The role of the extracellular matrix protein SPOCK2 for bone physiology and hematopoiesis

The bone marrow microenvironment (BMM) consists of different cellular and acellular components. These components synergize in regulating the process of hematopoiesis. Various extracellular matrix proteins are found amongst the acellular components. Secreted protein acidic and rich in cysteine (SPARC) is amongst the most abundant glycoproteins in bone. Sparc/osteonectin, cwcv, and Kazal-like domains proteoglycan 2 (SPOCK2) is a member of the SPARC family, and its role in bone metabolism and hematopoiesis has not been investigated.

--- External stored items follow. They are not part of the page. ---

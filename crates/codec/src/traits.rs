//! Value codec trait definitions.

use rowmap_core::error::DecodeError;
use rowmap_core::value::{Kind, Value};

/// Scalar value codec.
///
/// Every scalar passing between record fields and column bytes goes
/// through the codec. This is a seam: a deployment whose existing data
/// uses a different encoding (text-based integers, say) injects its own
/// implementation and the mapper never notices.
///
/// # Thread Safety
///
/// Codecs must be `Send + Sync` to allow concurrent encoding/decoding
/// from multiple threads.
///
/// # Codec Identity
///
/// Each codec has a unique identifier. It names the encoding in logs and
/// lets configuration refer to a codec by name via [`get_codec`](crate::get_codec).
pub trait ValueCodec: Send + Sync {
    /// Unique codec identifier.
    fn codec_id(&self) -> &'static str;

    /// Encode a signed 64-bit integer.
    fn encode_int(&self, value: i64) -> Vec<u8>;

    /// Decode a signed 64-bit integer.
    ///
    /// # Errors
    ///
    /// Returns a [`DecodeError`] if the bytes do not hold a complete value.
    fn decode_int(&self, data: &[u8]) -> Result<i64, DecodeError>;

    /// Encode an unsigned 64-bit integer.
    fn encode_uint(&self, value: u64) -> Vec<u8>;

    /// Decode an unsigned 64-bit integer.
    ///
    /// # Errors
    ///
    /// Returns a [`DecodeError`] if the bytes do not hold a complete value.
    fn decode_uint(&self, data: &[u8]) -> Result<u64, DecodeError>;

    /// Encode a 64-bit float.
    fn encode_float(&self, value: f64) -> Vec<u8>;

    /// Decode a 64-bit float.
    ///
    /// # Errors
    ///
    /// Returns a [`DecodeError`] if the bytes do not hold a complete value.
    fn decode_float(&self, data: &[u8]) -> Result<f64, DecodeError>;

    /// Encode a boolean.
    fn encode_bool(&self, value: bool) -> Vec<u8>;

    /// Decode a boolean.
    ///
    /// # Errors
    ///
    /// Returns a [`DecodeError`] if the bytes are not a valid boolean
    /// encoding.
    fn decode_bool(&self, data: &[u8]) -> Result<bool, DecodeError>;

    /// Encode a string.
    fn encode_string(&self, value: &str) -> Vec<u8>;

    /// Decode a string.
    ///
    /// # Errors
    ///
    /// Implementations may treat string decoding as total and never fail;
    /// the `Result` keeps the trait uniform across kinds.
    fn decode_string(&self, data: &[u8]) -> Result<String, DecodeError>;

    /// Encode a scalar value, dispatching on its variant.
    fn encode(&self, value: &Value) -> Vec<u8> {
        match value {
            Value::Int(n) => self.encode_int(*n),
            Value::Uint(n) => self.encode_uint(*n),
            Value::Float(n) => self.encode_float(*n),
            Value::Bool(b) => self.encode_bool(*b),
            Value::String(s) => self.encode_string(s),
        }
    }

    /// Decode bytes into the given kind, dispatching on the discriminator.
    ///
    /// # Errors
    ///
    /// Returns a [`DecodeError`] if the bytes cannot be interpreted as the
    /// requested kind.
    fn decode(&self, kind: Kind, data: &[u8]) -> Result<Value, DecodeError> {
        match kind {
            Kind::Int => self.decode_int(data).map(Value::Int),
            Kind::Uint => self.decode_uint(data).map(Value::Uint),
            Kind::Float => self.decode_float(data).map(Value::Float),
            Kind::Bool => self.decode_bool(data).map(Value::Bool),
            Kind::String => self.decode_string(data).map(Value::String),
        }
    }
}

Using female mice deficient for SPOCK2, we assessed the role of SPOCK2 in influencing bone formation, the BMM and hematopoiesis. Using micro-computed tomography we found a significant decrease in trabecular bone volume, bone mineral density and thickness, but increased cortical mineral density in SPOCK2 knockout (KO) versus wildtype (WT) bones. C-terminal telopeptide of type I collagen, a measure of bone resorption, was significantly increased in bone marrow supernatants of SPOCK2 KO mice. In the hematopoietic compartment we found an increase in hematopoietic stem cells, but a decrease of mesenchymal stromal cells and adipocytes in the bone marrow of SPOCK2 KO mice compared to control mice. Megakaryocytes were increased in SPOCK2 KO mice. In summary, deficiency of SPOCK2 leads to several alterations in the BMM. The hematopoietic effects may be due to hematopoietic cell-intrinsic effects in SPOCK2-deficient cells or due to a SPOCK2-deficient niche or both.